Job 18:5, 18-21 (ESV)
“Indeed, the light of the wicked is put out,
and the flame of his fire does not shine.
He is thrust from light into darkness,
and driven out of the world.
He has no posterity or progeny among his people,
and no survivor where he used to live.
They of the west are appalled at his day,
and horror seizes them of the east.
Surely such are the dwellings of the unrighteous,
such is the place of him who knows not God.”
Job 18 is Bildad’s second response to Job. His argument is that bad things happen to wicked people. The wicked are devastated, wiped out, and forgotten. His implication is that because bad things happen to bad people, and bad things are happening to Job, therefore Job is bad. But there is a breakdown in his logic. First, history shows us that the wicked are not always wiped out and forgotten. Sometimes they prosper, and their memory lingers for generations. Sometimes history is even rewritten to make the wicked look good.
Bildad is correct about the destiny of the wicked in the end. Isaiah 65:17 says, “For behold, I create new heavens and a new earth, and the former things shall not be remembered or come into mind.” There will come a time when the wicked will be forgotten, but that is not in our lifetime. That is in the new creation. In his argument, Bildad has gotten ahead of God.
Second, even if Bildad is correct…, even if it is true that bad things happen to wicked people, that does not mean that people to whom bad things happen are wicked. It is true that a dozen is twelve, and twelve is a dozen. It is true that grapes are fruit. It is not true that all fruit is a cluster of grapes. It is true that a dog is an animal. It is not true that an animal is a dog. Not every statement of truth can be reversed. Bad things will eventually happen to wicked people. That does not mean that if something bad is happening you therefore must be wicked.
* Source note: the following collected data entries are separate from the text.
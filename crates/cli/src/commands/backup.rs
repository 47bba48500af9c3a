use anyhow::Context;
use comfy_table::presets::UTF8_FULL;
use comfy_table::{ContentArrangement, Table};
use std::path::Path;
use vaultline_node::config::NodeConfig;
use vaultline_node::engine::Engine;

pub fn run(cfg: &NodeConfig, source: Option<&Path>) -> anyhow::Result<()> {
    let source = source.unwrap_or(&cfg.source_root).to_path_buf();
    let engine = Engine::open(cfg.clone()).context("Failed to open engine")?;
    engine
        .cancel_on_interrupt()
        .context("Failed to install Ctrl-C handler")?;

    println!("Backing up {} ...", source.display());
    let report = engine.backup_tree(&source)?;

    let mut table = Table::new();
    table
        .load_preset(UTF8_FULL)
        .set_content_arrangement(ContentArrangement::Dynamic)
        .set_header(vec!["Files", "Artifacts", "Errors", "Cancelled"]);
    table.add_row(vec![
        report.files.to_string(),
        report.artifacts.to_string(),
        report.errors.to_string(),
        report.cancelled.to_string(),
    ]);
    println!("{table}\n");

    if report.cancelled {
        println!("⚠️  Interrupted. Finished artifacts are kept.");
    } else if report.errors > 0 {
        println!("⚠️  {} backup(s) failed. See `vaultline events` for details.", report.errors);
    } else {
        println!("✅ Artifacts written to {}", engine.store().root().display());
    }
    Ok(())
}
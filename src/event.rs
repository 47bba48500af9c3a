// Copyright (c) 2025 Varshith Gudur. Licensed under AGPLv3.
//! Ledger Event Language
//!
//! Every line of the ledger is one JSON object:
//! ```text
//! {"ts": <f64 seconds>, "event": "<kind>", "data": {<free-form fields>}}
//! ```
//!
//! Kinds are free-form strings. Writers never validate them, so readers
//! decode through a kind -> schema lookup ([`LedgerEvent::decode`]) and
//! map anything they do not recognize to [`LedgerEvent::Other`].
//!
//! # Tolerance
//! - Non-JSON, non-object and truncated lines parse to `None`
//! - A missing or non-object `data` is an empty payload
//! - Wrong-typed fields read as absent

use crate::codec::CodecNames;
use crate::config::FILE_KEY_ALIASES;
use serde::{Deserialize, Serialize};
use serde_json::{Map, Value};

pub type Payload = Map<String, Value>;

/// One parsed ledger record, exactly as it was written.
#[derive(Clone, Debug, PartialEq, Serialize, Deserialize)]
pub struct RawEvent {
    pub ts: f64,
    #[serde(rename = "event")]
    pub kind: String,
    #[serde(rename = "data", default)]
    pub payload: Payload,
}

impl RawEvent {
    pub fn new(ts: f64, kind: impl Into<String>, payload: Payload) -> Self {
        Self {
            ts,
            kind: kind.into(),
            payload,
        }
    }

    pub fn is_error(&self) -> bool {
        self.kind.ends_with(crate::config::ERROR_SUFFIX)
    }

    /// Normalized file identifier (first non-empty legacy alias).
    pub fn file_key(&self) -> Option<&str> {
        FILE_KEY_ALIASES
            .iter()
            .find_map(|key| str_field(&self.payload, key))
    }
}

/// Parses one ledger line.
///
/// The kind is read from `event`, falling back to the legacy `type` key.
/// Returns `None` for anything that is not a JSON object.
pub fn parse_line(line: &str) -> Option<RawEvent> {
    let line = line.trim();
    if line.is_empty() {
        return None;
    }

    let value: Value = serde_json::from_str(line).ok()?;
    let Value::Object(mut obj) = value else {
        return None;
    };

    let kind = ["event", "type"]
        .iter()
        .find_map(|k| obj.get(*k).and_then(Value::as_str).filter(|s| !s.trim().is_empty()))
        .map(|s| s.trim().to_string())
        .unwrap_or_default();

    let ts = obj.get("ts").and_then(Value::as_f64).unwrap_or(0.0);

    let payload = match obj.remove("data") {
        Some(Value::Object(map)) => map,
        _ => Map::new(),
    };

    Some(RawEvent { ts, kind, payload })
}

/// Non-empty string field.
pub fn str_field<'a>(payload: &'a Payload, key: &str) -> Option<&'a str> {
    payload
        .get(key)
        .and_then(Value::as_str)
        .filter(|s| !s.is_empty())
}

/// Unsigned integer field. Floats are truncated; numeric strings are parsed.
pub fn u64_field(payload: &Payload, key: &str) -> Option<u64> {
    match payload.get(key)? {
        Value::Number(n) => n
            .as_u64()
            .or_else(|| n.as_f64().filter(|f| f.is_finite() && *f >= 0.0).map(|f| f as u64)),
        Value::String(s) => s.trim().parse().ok(),
        _ => None,
    }
}

/// Float field. Numeric strings are parsed.
pub fn f64_field(payload: &Payload, key: &str) -> Option<f64> {
    match payload.get(key)? {
        Value::Number(n) => n.as_f64(),
        Value::String(s) => s.trim().parse().ok(),
        _ => None,
    }
}

/// Truthiness of a flag field. Absent or wrong-typed is `false`.
pub fn bool_field(payload: &Payload, key: &str) -> bool {
    match payload.get(key) {
        Some(Value::Bool(b)) => *b,
        Some(Value::Number(n)) => n.as_f64().map(|f| f != 0.0).unwrap_or(false),
        _ => false,
    }
}

/// Outcome of a per-unit progress event: `status` absent or `"ok"` is a success.
pub fn unit_ok(payload: &Payload) -> bool {
    match payload.get("status") {
        None | Some(Value::Null) => true,
        Some(Value::String(s)) => s == "ok",
        Some(Value::Bool(b)) => *b,
        Some(_) => false,
    }
}

/// Typed view of the kinds the summary accumulator understands.
#[derive(Clone, Debug, PartialEq)]
pub enum LedgerEvent {
    HashOriginal {
        file: String,
        size: u64,
        sha256: String,
    },
    BackupResult {
        file: String,
        algo: String,
        ratio: Option<f64>,
        duration_ms: Option<f64>,
    },
    RestoreValidated {
        file: String,
        algo: String,
        ok: bool,
        sha_in: Option<String>,
        sha_out: Option<String>,
    },
    /// Recognized kind whose payload lacks a required field.
    Dropped { kind: String },
    /// Any kind the summary does not model.
    Other { kind: String },
}

impl LedgerEvent {
    pub fn decode(raw: &RawEvent, codecs: &CodecNames) -> Self {
        let p = &raw.payload;
        let dropped = || LedgerEvent::Dropped {
            kind: raw.kind.clone(),
        };

        match raw.kind.as_str() {
            "hash_original" => match raw.file_key() {
                Some(file) => LedgerEvent::HashOriginal {
                    file: file.to_string(),
                    size: u64_field(p, "size").unwrap_or(0),
                    sha256: str_field(p, "sha256").unwrap_or_default().to_string(),
                },
                None => dropped(),
            },
            "backup_result" => match (raw.file_key(), str_field(p, "algo")) {
                (Some(file), Some(algo)) => LedgerEvent::BackupResult {
                    file: file.to_string(),
                    algo: algo.to_string(),
                    ratio: f64_field(p, "ratio"),
                    duration_ms: f64_field(p, "duration_ms"),
                },
                _ => dropped(),
            },
            "restore_validated" => {
                let Some(raw_file) = raw.file_key() else {
                    return dropped();
                };
                let Some((file, folder_codec)) = split_codec_folder(raw_file, codecs) else {
                    return dropped();
                };
                let algo = str_field(p, "algo").map(str::to_string).or(folder_codec);
                match algo {
                    Some(algo) => LedgerEvent::RestoreValidated {
                        file,
                        algo,
                        ok: bool_field(p, "ok"),
                        sha_in: str_field(p, "sha_in").map(str::to_string),
                        sha_out: str_field(p, "sha_out").map(str::to_string),
                    },
                    None => dropped(),
                }
            }
            _ => LedgerEvent::Other {
                kind: raw.kind.clone(),
            },
        }
    }
}

/// Splits `<CodecFolder>/<rest>` into `(rest, Some(CodecFolder))` when the
/// first segment names a known codec; otherwise returns the path unchanged.
///
/// Both `/` and `\` separate segments. Returns `None` when nothing remains.
fn split_codec_folder(path: &str, codecs: &CodecNames) -> Option<(String, Option<String>)> {
    let segments: Vec<&str> = path
        .split(['/', '\\'])
        .filter(|s| !s.is_empty())
        .collect();

    match segments.as_slice() {
        [] => None,
        [first, rest @ ..] if !rest.is_empty() && codecs.contains(first) => {
            Some((rest.join("/"), Some(first.to_string())))
        }
        _ => Some((path.to_string(), None)),
    }
}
Good theology can lead to bad application when it is handled poorly.
When we live with our convenient boxes of truth we tend to jump to conclusions, judge those different from us, and do more damage than good. What Bildad needed was discernment. He looked into his disconnected boxes of truth, found where Job seemed to fit, and jumped to a conclusion that had a ring of truth to it, but he missed the truth by a mile. That is why we need to listen to the Spirit of God as well as knowing our Bibles.
The Spirit of God will never lead contrary to his Word. After all, he is the one that inspired the Bible. He will never lead contrary to his Word, but he might lead contrary to our understanding of his Word. Too often we assume that we know the Word. We assume that we have a corner on truth. We have our neat little boxes of theology all wrapped up nicely. Anything else is evil. But often, we have not listened well. We have jumped to conclusions based on our own culture and experience. We have not wrestled with the hard questions.
Bildad was sure that he had it all figured out. Job was wrestling with the question of why bad things were happening to someone who had been honoring God. Bildad didn’t feel the need to wrestle with that question. His neat, tidy theology explained it all. Bad things happen to bad people. Bad things were happening to Job. Therefore, Job was bad. It was as simple as that.
Bildad has all his theological “I”s dotted and “T”s crossed. The simple truth was that God was doing something outside Bildad’s boxes of understanding that he had never seen before. God has a way of doing that. Will we listen, or will we force God back into our neat theological boxes? Maybe he is trying to teach us something. The big question is: Are we listening?